Given records

#####

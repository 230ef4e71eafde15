//! INSS (social security) withholding.
//!
//! INSS is progressive: each bracket's rate applies only to the part of the
//! base that falls inside that bracket, and nothing above the last bracket's
//! upper bound is taxed.

use std::fmt;

use rust_decimal::Decimal;
use serde::{Deserialize, Serialize};

use super::money::{brl, percent, round_currency};

/// One bracket of the INSS table.
#[derive(Debug, Clone, Copy, PartialEq, Eq)]
pub struct InssBracket {
    /// The inclusive upper bound of the bracket.
    pub upper_bound: Decimal,
    /// The marginal rate applied inside the bracket.
    pub rate: Decimal,
}

/// The 2025 INSS table.
pub const INSS_BRACKETS: [InssBracket; 4] = [
    InssBracket {
        upper_bound: Decimal::from_parts(151_800, 0, 0, false, 2),
        rate: Decimal::from_parts(75, 0, 0, false, 3),
    },
    InssBracket {
        upper_bound: Decimal::from_parts(279_388, 0, 0, false, 2),
        rate: Decimal::from_parts(9, 0, 0, false, 2),
    },
    InssBracket {
        upper_bound: Decimal::from_parts(419_083, 0, 0, false, 2),
        rate: Decimal::from_parts(12, 0, 0, false, 2),
    },
    InssBracket {
        upper_bound: Decimal::from_parts(815_741, 0, 0, false, 2),
        rate: Decimal::from_parts(14, 0, 0, false, 2),
    },
];

/// The contribution ceiling; income above it is never taxed.
pub const INSS_CEILING: Decimal = INSS_BRACKETS[INSS_BRACKETS.len() - 1].upper_bound;

/// The share of a base that falls inside one bracket.
#[derive(Debug, Clone, PartialEq, Eq, Serialize, Deserialize)]
pub struct InssBracketLine {
    /// The 1-based bracket number.
    pub bracket: usize,
    /// The previous bracket's upper bound (zero for the first bracket).
    pub lower_bound: Decimal,
    /// This bracket's upper bound.
    pub upper_bound: Decimal,
    /// The marginal rate.
    pub rate: Decimal,
    /// The portion of the base taxed in this bracket.
    pub taxed_amount: Decimal,
    /// `taxed_amount * rate`, unrounded.
    pub contribution: Decimal,
    /// The sum of contributions up to and including this bracket, unrounded.
    pub running_total: Decimal,
}

/// A bracket-by-bracket breakdown of [`compute_inss`].
#[derive(Debug, Clone, PartialEq, Eq, Serialize, Deserialize)]
pub struct InssExplanation {
    /// The calculation base.
    pub base: Decimal,
    /// One line per applicable bracket, in table order.
    pub lines: Vec<InssBracketLine>,
    /// The rounded INSS amount; always equal to `compute_inss(base)`.
    pub total: Decimal,
    /// `base - total`.
    pub remaining: Decimal,
}

fn bracket_lines(base: Decimal) -> Vec<InssBracketLine> {
    let base = base.max(Decimal::ZERO);
    let mut lines = Vec::with_capacity(INSS_BRACKETS.len());
    let mut lower_bound = Decimal::ZERO;
    let mut running_total = Decimal::ZERO;

    for (index, bracket) in INSS_BRACKETS.iter().enumerate() {
        if index > 0 && base <= lower_bound {
            break;
        }
        let taxed_amount = base.min(bracket.upper_bound) - lower_bound;
        let contribution = taxed_amount * bracket.rate;
        running_total += contribution;
        lines.push(InssBracketLine {
            bracket: index + 1,
            lower_bound,
            upper_bound: bracket.upper_bound,
            rate: bracket.rate,
            taxed_amount,
            contribution,
            running_total,
        });
        lower_bound = bracket.upper_bound;
    }

    lines
}

/// Computes the INSS withheld from `base`, rounded to 2 decimal places.
///
/// Negative bases are treated as zero. Bases above [`INSS_CEILING`] pay the
/// same as the ceiling.
///
/// # Examples
///
/// ```
/// use decimo_engine::calculation::compute_inss;
/// use rust_decimal::Decimal;
/// use std::str::FromStr;
///
/// let inss = compute_inss(Decimal::from_str("3000.00").unwrap());
/// assert_eq!(inss, Decimal::from_str("253.41").unwrap());
/// ```
pub fn compute_inss(base: Decimal) -> Decimal {
    let total: Decimal = bracket_lines(base).iter().map(|line| line.contribution).sum();
    round_currency(total)
}

/// Breaks the INSS computation for `base` into one line per bracket.
///
/// The explanation's `total` is [`compute_inss`] of the same base.
pub fn explain_inss(base: Decimal) -> InssExplanation {
    let total = compute_inss(base);
    InssExplanation {
        base,
        lines: bracket_lines(base),
        total,
        remaining: base - total,
    }
}

impl fmt::Display for InssExplanation {
    fn fmt(&self, f: &mut fmt::Formatter<'_>) -> fmt::Result {
        for line in &self.lines {
            if line.bracket == 1 {
                writeln!(
                    f,
                    "Bracket 1: up to {} - {}",
                    brl(line.upper_bound),
                    percent(line.rate)
                )?;
            } else {
                writeln!(
                    f,
                    "Bracket {}: from {} to {} - {}",
                    line.bracket,
                    brl(line.lower_bound + Decimal::new(1, 2)),
                    brl(line.upper_bound),
                    percent(line.rate)
                )?;
            }
            writeln!(
                f,
                "{} x {} = {} (running total {})",
                brl(line.taxed_amount),
                percent(line.rate),
                brl(line.contribution),
                brl(line.running_total)
            )?;
        }
        writeln!(f, "Total INSS: {}", brl(self.total))?;
        write!(
            f,
            "Amount after deduction: {} - {} = {}",
            brl(self.base),
            brl(self.total),
            brl(self.remaining)
        )
    }
}
//! IRRF (income tax) withholding.
//!
//! Unlike INSS, IRRF applies a single bracket to the whole base: the first
//! bracket whose upper bound is at least the base, minus that bracket's
//! fixed deduction.

use std::fmt;

use rust_decimal::Decimal;
use serde::{Deserialize, Serialize};

use super::money::{brl, percent, round_currency};

/// One bracket of the IRRF table.
#[derive(Debug, Clone, Copy, PartialEq, Eq)]
pub struct IrrfBracket {
    /// The inclusive upper bound, or `None` for the top bracket.
    pub upper_bound: Option<Decimal>,
    /// The rate applied to the whole base.
    pub rate: Decimal,
    /// The fixed amount subtracted after applying the rate.
    pub deduction: Decimal,
}

/// Bases up to this amount are exempt.
pub const IRRF_EXEMPTION_LIMIT: Decimal = Decimal::from_parts(211_200, 0, 0, false, 2);

/// The IRRF table, exempt bracket first.
pub const IRRF_BRACKETS: [IrrfBracket; 5] = [
    IrrfBracket {
        upper_bound: Some(IRRF_EXEMPTION_LIMIT),
        rate: Decimal::ZERO,
        deduction: Decimal::ZERO,
    },
    IrrfBracket {
        upper_bound: Some(Decimal::from_parts(282_665, 0, 0, false, 2)),
        rate: Decimal::from_parts(75, 0, 0, false, 3),
        deduction: Decimal::from_parts(15_840, 0, 0, false, 2),
    },
    IrrfBracket {
        upper_bound: Some(Decimal::from_parts(375_105, 0, 0, false, 2)),
        rate: Decimal::from_parts(15, 0, 0, false, 2),
        deduction: Decimal::from_parts(37_040, 0, 0, false, 2),
    },
    IrrfBracket {
        upper_bound: Some(Decimal::from_parts(466_468, 0, 0, false, 2)),
        rate: Decimal::from_parts(225, 0, 0, false, 3),
        deduction: Decimal::from_parts(65_173, 0, 0, false, 2),
    },
    IrrfBracket {
        upper_bound: None,
        rate: Decimal::from_parts(275, 0, 0, false, 3),
        deduction: Decimal::from_parts(88_496, 0, 0, false, 2),
    },
];

/// Returns the index into [`IRRF_BRACKETS`] that applies to `base`.
fn bracket_index(base: Decimal) -> usize {
    IRRF_BRACKETS
        .iter()
        .position(|bracket| bracket.upper_bound.is_none_or(|upper| base <= upper))
        .unwrap_or(IRRF_BRACKETS.len() - 1)
}

/// The arithmetic of a single IRRF lookup.
#[derive(Debug, Clone, PartialEq, Eq, Serialize, Deserialize)]
pub struct IrrfExplanation {
    /// The taxable base (gross minus INSS), floored at zero.
    pub base: Decimal,
    /// The taxed bracket number (1..=4), or `None` when exempt.
    pub bracket: Option<usize>,
    /// The bracket's rate.
    pub rate: Decimal,
    /// The bracket's fixed deduction.
    pub deduction: Decimal,
    /// `base * rate`, unrounded.
    pub gross_tax: Decimal,
    /// The rounded IRRF amount; always equal to `compute_irrf(base, 0)`.
    pub total: Decimal,
}

fn irrf_on_base(base: Decimal) -> (usize, Decimal, Decimal) {
    let base = base.max(Decimal::ZERO);
    let index = bracket_index(base);
    let bracket = &IRRF_BRACKETS[index];
    let gross_tax = base * bracket.rate;
    let total = round_currency((gross_tax - bracket.deduction).max(Decimal::ZERO));
    (index, gross_tax, total)
}

/// Computes the IRRF withheld on `gross_base - inss_amount`, rounded to 2
/// decimal places and never negative.
///
/// # Examples
///
/// ```
/// use decimo_engine::calculation::compute_irrf;
/// use rust_decimal::Decimal;
/// use std::str::FromStr;
///
/// let gross = Decimal::from_str("3000.00").unwrap();
/// let inss = Decimal::from_str("253.41").unwrap();
/// // (2746.59 x 7.5%) - 158.40 = 47.59425
/// assert_eq!(compute_irrf(gross, inss), Decimal::from_str("47.59").unwrap());
/// ```
pub fn compute_irrf(gross_base: Decimal, inss_amount: Decimal) -> Decimal {
    let (_, _, total) = irrf_on_base(gross_base - inss_amount);
    total
}

/// Describes the bracket lookup and arithmetic for an already INSS-reduced base.
pub fn explain_irrf(base: Decimal) -> IrrfExplanation {
    let (index, gross_tax, total) = irrf_on_base(base);
    let bracket = &IRRF_BRACKETS[index];
    IrrfExplanation {
        base: base.max(Decimal::ZERO),
        bracket: (index > 0).then_some(index),
        rate: bracket.rate,
        deduction: bracket.deduction,
        gross_tax,
        total,
    }
}

impl fmt::Display for IrrfExplanation {
    fn fmt(&self, f: &mut fmt::Formatter<'_>) -> fmt::Result {
        writeln!(f, "Calculation base: {}", brl(self.base))?;
        let Some(bracket) = self.bracket else {
            return write!(f, "Exempt (up to {})", brl(IRRF_EXEMPTION_LIMIT));
        };
        writeln!(
            f,
            "Bracket {}: rate {} with deduction of {}",
            bracket,
            percent(self.rate),
            brl(self.deduction)
        )?;
        writeln!(
            f,
            "Calculation: ({} x {}) - {}",
            brl(self.base),
            percent(self.rate),
            brl(self.deduction)
        )?;
        write!(f, "Total IRRF: {}", brl(self.total))
    }
}

#[cfg(test)]
mod tests {
    use super::*;
    use proptest::prelude::*;
    use std::str::FromStr;

    fn dec(s: &str) -> Decimal {
        Decimal::from_str(s).unwrap()
    }

    #[test]
    fn test_exempt_up_to_limit() {
        assert_eq!(compute_irrf(dec("2112.00"), Decimal::ZERO), Decimal::ZERO);
    }

    #[test]
    fn test_first_taxed_bracket_just_above_limit() {
        // 2112.01 x 7.5% - 158.40 = 0.00075
        assert_eq!(compute_irrf(dec("2112.01"), Decimal::ZERO), dec("0.00"));
    }

    #[test]
    fn test_inss_is_subtracted_before_lookup() {
        // 3000.00 - 253.41 = 2746.59 falls in the 7.5% bracket
        assert_eq!(compute_irrf(dec("3000.00"), dec("253.41")), dec("47.59"));
    }

    #[test]
    fn test_fifteen_percent_bracket() {
        // 3500.00 x 15% - 370.40 = 154.60
        assert_eq!(compute_irrf(dec("3500.00"), Decimal::ZERO), dec("154.60"));
    }

    #[test]
    fn test_upper_bound_belongs_to_lower_bracket() {
        // 3751.05 x 15% - 370.40 = 192.2575
        assert_eq!(compute_irrf(dec("3751.05"), Decimal::ZERO), dec("192.26"));
    }

    #[test]
    fn test_twenty_two_and_a_half_percent_bracket() {
        // 4000.00 x 22.5% - 651.73 = 248.27
        assert_eq!(compute_irrf(dec("4000.00"), Decimal::ZERO), dec("248.27"));
    }

    #[test]
    fn test_top_bracket() {
        // 10000.00 x 27.5% - 884.96 = 1865.04
        assert_eq!(compute_irrf(dec("10000.00"), Decimal::ZERO), dec("1865.04"));
    }

    #[test]
    fn test_negative_base_is_zero() {
        assert_eq!(compute_irrf(dec("100.00"), dec("500.00")), Decimal::ZERO);
    }

    #[test]
    fn test_explanation_for_exempt_base() {
        let explanation = explain_irrf(dec("1800.00"));
        assert_eq!(explanation.bracket, None);
        assert_eq!(explanation.total, Decimal::ZERO);
        let text = explanation.to_string();
        assert!(text.contains("Calculation base: R$ 1800.00"));
        assert!(text.contains("Exempt (up to R$ 2112.00)"));
    }

    #[test]
    fn test_explanation_for_taxed_base() {
        let explanation = explain_irrf(dec("2746.59"));
        assert_eq!(explanation.bracket, Some(1));
        assert_eq!(explanation.rate, dec("0.075"));
        assert_eq!(explanation.deduction, dec("158.40"));
        assert_eq!(explanation.total, dec("47.59"));

        let text = explanation.to_string();
        assert!(text.contains("Bracket 1: rate 7.5% with deduction of R$ 158.40"));
        assert!(text.contains("Calculation: (R$ 2746.59 x 7.5%) - R$ 158.40"));
        assert!(text.ends_with("Total IRRF: R$ 47.59"));
    }

    proptest! {
        #[test]
        fn prop_exempt_below_limit(cents in 0i64..=211_200) {
            let base = Decimal::new(cents, 2);
            prop_assert_eq!(compute_irrf(base, Decimal::ZERO), Decimal::ZERO);
        }

        #[test]
        fn prop_explanation_total_matches_compute(cents in 0i64..=3_000_000) {
            let base = Decimal::new(cents, 2);
            prop_assert_eq!(explain_irrf(base).total, compute_irrf(base, Decimal::ZERO));
        }

        #[test]
        fn prop_never_negative(gross in 0i64..=3_000_000, inss in 0i64..=100_000) {
            let irrf = compute_irrf(Decimal::new(gross, 2), Decimal::new(inss, 2));
            prop_assert!(irrf >= Decimal::ZERO);
        }
    }
}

#####

Your assignment
What are the lines, exactly as written above, from the line with "Computes the IRRF" to the line with "pub fn explain_irrf(base: Decimal)", both included? Output only those.

Reply to the task
/// Computes the IRRF withheld on `gross_base - inss_amount`, rounded to 2
/// decimal places and never negative.
///
/// # Examples
///
/// ```
/// use decimo_engine::calculation::compute_irrf;
/// use rust_decimal::Decimal;
/// use std::str::FromStr;
///
/// let gross = Decimal::from_str("3000.00").unwrap();
/// let inss = Decimal::from_str("253.41").unwrap();
/// // (2746.59 x 7.5%) - 158.40 = 47.59425
/// assert_eq!(compute_irrf(gross, inss), Decimal::from_str("47.59").unwrap());
/// ```
pub fn compute_irrf(gross_base: Decimal, inss_amount: Decimal) -> Decimal {
    let (_, _, total) = irrf_on_base(gross_base - inss_amount);
    total
}

/// Describes the bracket lookup and arithmetic for an already INSS-reduced base.
pub fn explain_irrf(base: Decimal) -> IrrfExplanation {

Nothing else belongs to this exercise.